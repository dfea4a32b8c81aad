//! # Client-side form validation
//!
//! Each form holds the raw strings bound to its inputs. `validate` checks them
//! in field order and returns either the first problem, as a
//! [`ValidationError`] whose `Display` is the inline message, or the request
//! body ready to dispatch. A form that fails validation never reaches the
//! network.

use std::sync::LazyLock;

use regex::Regex;
use thiserror::Error;

use crate::models::{
    LoginRequest, NewPetRequest, Professional, ProfessionalKind, ProfessionalRequest,
    RegisterRequest, User, UserUpdateRequest,
};

static EMAIL_RE: LazyLock<Regex> = LazyLock::new(|| {
    Regex::new(r"^[^\s@]+@[^\s@]+\.[^\s@]+$").unwrap_or_else(|e| panic!("email pattern: {e}"))
});

static PHONE_RE: LazyLock<Regex> = LazyLock::new(|| {
    Regex::new(r"^[+]?[(]?[0-9]{1,4}[)]?[-\s.]?[(]?[0-9]{1,4}[)]?[-\s.]?[0-9]{1,9}$")
        .unwrap_or_else(|e| panic!("phone pattern: {e}"))
});

pub const MIN_PASSWORD_LEN: usize = 6;
pub const MAX_PET_AGE: f64 = 50.0;

#[derive(Debug, Error, Clone, Copy, PartialEq, Eq)]
pub enum ValidationError {
    #[error("Please enter your full name")]
    MissingName,
    #[error("Please enter your email address")]
    MissingEmail,
    #[error("Please enter a valid email address")]
    InvalidEmail,
    #[error("Please enter your phone number")]
    MissingPhone,
    #[error("Please enter a valid phone number")]
    InvalidPhone,
    #[error("Please enter a password")]
    MissingPassword,
    #[error("Password must be at least 6 characters long")]
    ShortPassword,
    #[error("Please select a pet species")]
    MissingSpecies,
    #[error("Please select a breed")]
    MissingBreed,
    #[error("Please enter your pet's name")]
    MissingPetName,
    #[error("Please enter your pet's age")]
    MissingAge,
    #[error("Please enter a valid age (must be 0 or greater)")]
    InvalidAge,
    #[error("Please enter a realistic age (maximum 50 years)")]
    UnrealisticAge,
    #[error("Please enter a valid weight")]
    InvalidWeight,
    #[error("Please choose a veterinarian or groomer role")]
    InvalidRole,
    #[error("Please enter years of experience as a whole number")]
    InvalidExperience,
}

fn required(value: &str, missing: ValidationError) -> Result<&str, ValidationError> {
    let value = value.trim();
    if value.is_empty() {
        Err(missing)
    } else {
        Ok(value)
    }
}

fn email(value: &str) -> Result<String, ValidationError> {
    let value = required(value, ValidationError::MissingEmail)?;
    if !EMAIL_RE.is_match(value) {
        return Err(ValidationError::InvalidEmail);
    }
    Ok(value.to_lowercase())
}

fn phone(value: &str) -> Result<String, ValidationError> {
    let value = required(value, ValidationError::MissingPhone)?;
    if !PHONE_RE.is_match(value) {
        return Err(ValidationError::InvalidPhone);
    }
    Ok(value.to_string())
}

fn password(value: &str) -> Result<String, ValidationError> {
    if value.is_empty() {
        return Err(ValidationError::MissingPassword);
    }
    if value.chars().count() < MIN_PASSWORD_LEN {
        return Err(ValidationError::ShortPassword);
    }
    Ok(value.to_string())
}

fn breed_id(value: &str) -> Result<i64, ValidationError> {
    required(value, ValidationError::MissingBreed)?
        .parse()
        .map_err(|_| ValidationError::MissingBreed)
}

/// Pet age in years: a number in `[0, 50]`.
pub fn pet_age(value: &str) -> Result<f64, ValidationError> {
    let age: f64 = required(value, ValidationError::MissingAge)?
        .parse()
        .map_err(|_| ValidationError::InvalidAge)?;
    if !age.is_finite() || age < 0.0 {
        return Err(ValidationError::InvalidAge);
    }
    if age > MAX_PET_AGE {
        return Err(ValidationError::UnrealisticAge);
    }
    Ok(age)
}

/// Customer sign-up, which also registers the first pet.
#[derive(Clone, Debug, Default, PartialEq)]
pub struct RegistrationForm {
    pub name: String,
    pub email: String,
    pub phone: String,
    pub password: String,
    pub species: String,
    /// Breed id as selected from the breed list.
    pub breed: String,
    pub age: String,
}

impl RegistrationForm {
    /// Changing species invalidates the selected breed.
    pub fn set_species(&mut self, species: impl Into<String>) {
        self.species = species.into();
        self.breed.clear();
    }

    pub fn validate(&self) -> Result<RegisterRequest, ValidationError> {
        let name = required(&self.name, ValidationError::MissingName)?.to_string();
        let email = email(&self.email)?;
        let phone = phone(&self.phone)?;
        let password = password(&self.password)?;
        required(&self.species, ValidationError::MissingSpecies)?;
        let breed_id = breed_id(&self.breed)?;
        let age = pet_age(&self.age)?;

        Ok(RegisterRequest {
            name,
            email,
            phone,
            password,
            breed_id,
            age,
        })
    }
}

#[derive(Clone, Debug, Default, PartialEq)]
pub struct LoginForm {
    pub email: String,
    pub password: String,
}

impl LoginForm {
    pub fn validate(&self) -> Result<LoginRequest, ValidationError> {
        let email = required(&self.email, ValidationError::MissingEmail)?.to_string();
        if self.password.is_empty() {
            return Err(ValidationError::MissingPassword);
        }
        Ok(LoginRequest {
            email,
            password: self.password.clone(),
        })
    }
}

#[derive(Clone, Debug, Default, PartialEq)]
pub struct PetForm {
    pub name: String,
    pub species: String,
    pub breed: String,
    pub age: String,
    pub gender: String,
    pub weight: String,
}

impl PetForm {
    pub fn set_species(&mut self, species: impl Into<String>) {
        self.species = species.into();
        self.breed.clear();
    }

    pub fn validate(&self) -> Result<NewPetRequest, ValidationError> {
        let name = required(&self.name, ValidationError::MissingPetName)?.to_string();
        let breed_id = breed_id(&self.breed)?;
        let age = pet_age(&self.age)?;

        let weight = match self.weight.trim() {
            "" => None,
            raw => match raw.parse::<f64>() {
                Ok(w) if w.is_finite() && w > 0.0 => Some(w),
                _ => return Err(ValidationError::InvalidWeight),
            },
        };
        let gender = Some(self.gender.trim())
            .filter(|g| !g.is_empty())
            .map(str::to_string);

        Ok(NewPetRequest {
            name,
            breed_id,
            age,
            gender,
            weight,
        })
    }
}

/// Admin create/edit dialog for a vet or groomer.
#[derive(Clone, Debug, PartialEq)]
pub struct ProfessionalForm {
    pub name: String,
    pub email: String,
    pub phone: String,
    /// Only asked for, and required, when creating.
    pub password: String,
    pub role_id: u8,
    pub specialization: String,
    pub experience_years: String,
    pub status: String,
}

impl Default for ProfessionalForm {
    fn default() -> Self {
        Self {
            name: String::new(),
            email: String::new(),
            phone: String::new(),
            password: String::new(),
            role_id: ProfessionalKind::Vet.role().id(),
            specialization: String::new(),
            experience_years: String::new(),
            status: "available".to_string(),
        }
    }
}

impl ProfessionalForm {
    /// Prefill the edit dialog from an existing row.
    pub fn from_professional(professional: &Professional) -> Self {
        let profile = professional.profile();
        Self {
            name: profile.name.clone(),
            email: profile.email.clone().unwrap_or_default(),
            phone: profile.phone.clone().unwrap_or_default(),
            password: String::new(),
            role_id: professional.kind().role().id(),
            specialization: profile.specialization.clone().unwrap_or_default(),
            experience_years: profile
                .experience_years
                .map(|y| y.to_string())
                .unwrap_or_default(),
            status: profile
                .status
                .clone()
                .unwrap_or_else(|| "available".to_string()),
        }
    }

    pub fn validate(&self, creating: bool) -> Result<ProfessionalRequest, ValidationError> {
        let name = required(&self.name, ValidationError::MissingName)?.to_string();
        let email = email(&self.email)?;
        let phone = required(&self.phone, ValidationError::MissingPhone)?.to_string();
        let password = if creating {
            Some(password(&self.password)?)
        } else {
            None
        };
        if ProfessionalKind::from_role_id(self.role_id).is_none() {
            return Err(ValidationError::InvalidRole);
        }
        let experience_years = match self.experience_years.trim() {
            "" => None,
            raw => Some(raw.parse().map_err(|_| ValidationError::InvalidExperience)?),
        };

        Ok(ProfessionalRequest {
            name,
            email,
            phone,
            password,
            role_id: self.role_id,
            specialization: self.specialization.trim().to_string(),
            experience_years,
            status: self.status.clone(),
        })
    }
}

/// Admin edit dialog for a customer account.
#[derive(Clone, Debug, Default, PartialEq)]
pub struct UserForm {
    pub name: String,
    pub email: String,
    pub phone: String,
    pub status: String,
}

impl UserForm {
    pub fn from_user(user: &User) -> Self {
        Self {
            name: user.name.clone(),
            email: user.email.clone(),
            phone: user.phone.clone().unwrap_or_default(),
            status: user.status.clone().unwrap_or_else(|| "active".to_string()),
        }
    }

    pub fn validate(&self) -> Result<UserUpdateRequest, ValidationError> {
        Ok(UserUpdateRequest {
            name: required(&self.name, ValidationError::MissingName)?.to_string(),
            email: email(&self.email)?,
            phone: self.phone.trim().to_string(),
            status: self.status.clone(),
        })
    }
}

#[cfg(test)]
mod tests {
    use super::*;

    fn registration() -> RegistrationForm {
        RegistrationForm {
            name: " Ann Ray ".into(),
            email: "Ann@Example.COM".into(),
            phone: "+1 555 1234567".into(),
            password: "secret1".into(),
            species: "Dog".into(),
            breed: "12".into(),
            age: "3.5".into(),
        }
    }

    #[test]
    fn test_registration_builds_request() {
        let request = registration().validate().unwrap();
        assert_eq!(request.name, "Ann Ray");
        assert_eq!(request.email, "ann@example.com");
        assert_eq!(request.breed_id, 12);
        assert_eq!(request.age, 3.5);
    }

    #[test]
    fn test_age_boundaries() {
        let mut form = registration();
        form.age = "50".into();
        assert!(form.validate().is_ok());

        form.age = "50.01".into();
        assert_eq!(form.validate(), Err(ValidationError::UnrealisticAge));

        form.age = "-1".into();
        assert_eq!(form.validate(), Err(ValidationError::InvalidAge));

        form.age = "old".into();
        assert_eq!(form.validate(), Err(ValidationError::InvalidAge));

        form.age = "0".into();
        assert!(form.validate().is_ok());

        form.age = "".into();
        assert_eq!(form.validate(), Err(ValidationError::MissingAge));

        assert_ne!(
            ValidationError::UnrealisticAge.to_string(),
            ValidationError::InvalidAge.to_string()
        );
    }

    #[test]
    fn test_registration_checks_fields_in_order() {
        let mut form = registration();
        form.name = "  ".into();
        form.email = "bad".into();
        assert_eq!(form.validate(), Err(ValidationError::MissingName));

        let mut form = registration();
        form.email = "ann@example".into();
        assert_eq!(form.validate(), Err(ValidationError::InvalidEmail));

        let mut form = registration();
        form.phone = "call me".into();
        assert_eq!(form.validate(), Err(ValidationError::InvalidPhone));

        let mut form = registration();
        form.password = "12345".into();
        assert_eq!(form.validate(), Err(ValidationError::ShortPassword));
        assert_eq!(
            ValidationError::ShortPassword.to_string(),
            "Password must be at least 6 characters long"
        );
    }

    #[test]
    fn test_species_change_clears_breed() {
        let mut form = registration();
        form.set_species("Cat");
        assert_eq!(form.validate(), Err(ValidationError::MissingBreed));
    }

    #[test]
    fn test_phone_patterns() {
        for ok in ["5551234", "555-123-4567", "+1 555 1234567", "(02) 1234.5678"] {
            assert!(PHONE_RE.is_match(ok), "{ok}");
        }
        for bad in ["", "12-34-56-78-90", "phone", "+1 555 123 4567 8"] {
            assert!(!PHONE_RE.is_match(bad), "{bad}");
        }
    }

    #[test]
    fn test_login_requires_both_fields() {
        let form = LoginForm {
            email: "a@b.co".into(),
            password: String::new(),
        };
        assert_eq!(form.validate(), Err(ValidationError::MissingPassword));
        let form = LoginForm {
            email: String::new(),
            password: "x".into(),
        };
        assert_eq!(form.validate(), Err(ValidationError::MissingEmail));
    }

    #[test]
    fn test_pet_form_weight() {
        let mut form = PetForm {
            name: "Rex".into(),
            species: "Dog".into(),
            breed: "4".into(),
            age: "2".into(),
            ..Default::default()
        };
        let request = form.validate().unwrap();
        assert_eq!(request.weight, None);
        assert_eq!(request.gender, None);

        form.weight = "0".into();
        assert_eq!(form.validate(), Err(ValidationError::InvalidWeight));
        form.weight = "12.5".into();
        assert_eq!(form.validate().unwrap().weight, Some(12.5));
    }

    #[test]
    fn test_professional_form_password_only_on_create() {
        let form = ProfessionalForm {
            name: "Amy Lee".into(),
            email: "amy@petperfect.test".into(),
            phone: "5551234".into(),
            role_id: 4,
            experience_years: "6".into(),
            ..Default::default()
        };
        assert_eq!(form.validate(true), Err(ValidationError::MissingPassword));

        let request = form.validate(false).unwrap();
        assert_eq!(request.password, None);
        assert_eq!(request.experience_years, Some(6));
        assert_eq!(request.status, "available");

        let admin = ProfessionalForm {
            role_id: 1,
            ..form.clone()
        };
        assert_eq!(admin.validate(false), Err(ValidationError::InvalidRole));
    }

    #[test]
    fn test_edit_dialog_prefill() {
        use crate::models::ProfessionalProfile;

        let groomer = Professional::Groomer(ProfessionalProfile {
            id: 3,
            name: "Amy Lee".into(),
            email: Some("amy@petperfect.test".into()),
            phone: Some("5551234".into()),
            experience_years: Some(6),
            ..Default::default()
        });
        let form = ProfessionalForm::from_professional(&groomer);
        assert_eq!(form.role_id, 4);
        assert_eq!(form.experience_years, "6");
        assert_eq!(form.status, "available");
        assert!(form.validate(false).is_ok());

        let user = User {
            name: "Ann Ray".into(),
            email: "ann@example.com".into(),
            ..Default::default()
        };
        let request = UserForm::from_user(&user).validate().unwrap();
        assert_eq!(request.status, "active");
        assert_eq!(request.phone, "");
    }
}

++++++++

The reply should hold only the lines from the beginning of the listing above through the line with "pub enum ValidationError", each one written exactly as it appears.

repository dfea4a32b8c81aad
//! # Client-side form validation
//!
//! Each form holds the raw strings bound to its inputs. `validate` checks them
//! in field order and returns either the first problem, as a
//! [`ValidationError`] whose `Display` is the inline message, or the request
//! body ready to dispatch. A form that fails validation never reaches the
//! network.

use std::sync::LazyLock;

use regex::Regex;
use thiserror::Error;

use crate::models::{
    LoginRequest, NewPetRequest, Professional, ProfessionalKind, ProfessionalRequest,
    RegisterRequest, User, UserUpdateRequest,
};

static EMAIL_RE: LazyLock<Regex> = LazyLock::new(|| {
    Regex::new(r"^[^\s@]+@[^\s@]+\.[^\s@]+$").unwrap_or_else(|e| panic!("email pattern: {e}"))
});

static PHONE_RE: LazyLock<Regex> = LazyLock::new(|| {
    Regex::new(r"^[+]?[(]?[0-9]{1,4}[)]?[-\s.]?[(]?[0-9]{1,4}[)]?[-\s.]?[0-9]{1,9}$")
        .unwrap_or_else(|e| panic!("phone pattern: {e}"))
});

pub const MIN_PASSWORD_LEN: usize = 6;
pub const MAX_PET_AGE: f64 = 50.0;

#[derive(Debug, Error, Clone, Copy, PartialEq, Eq)]
pub enum ValidationError {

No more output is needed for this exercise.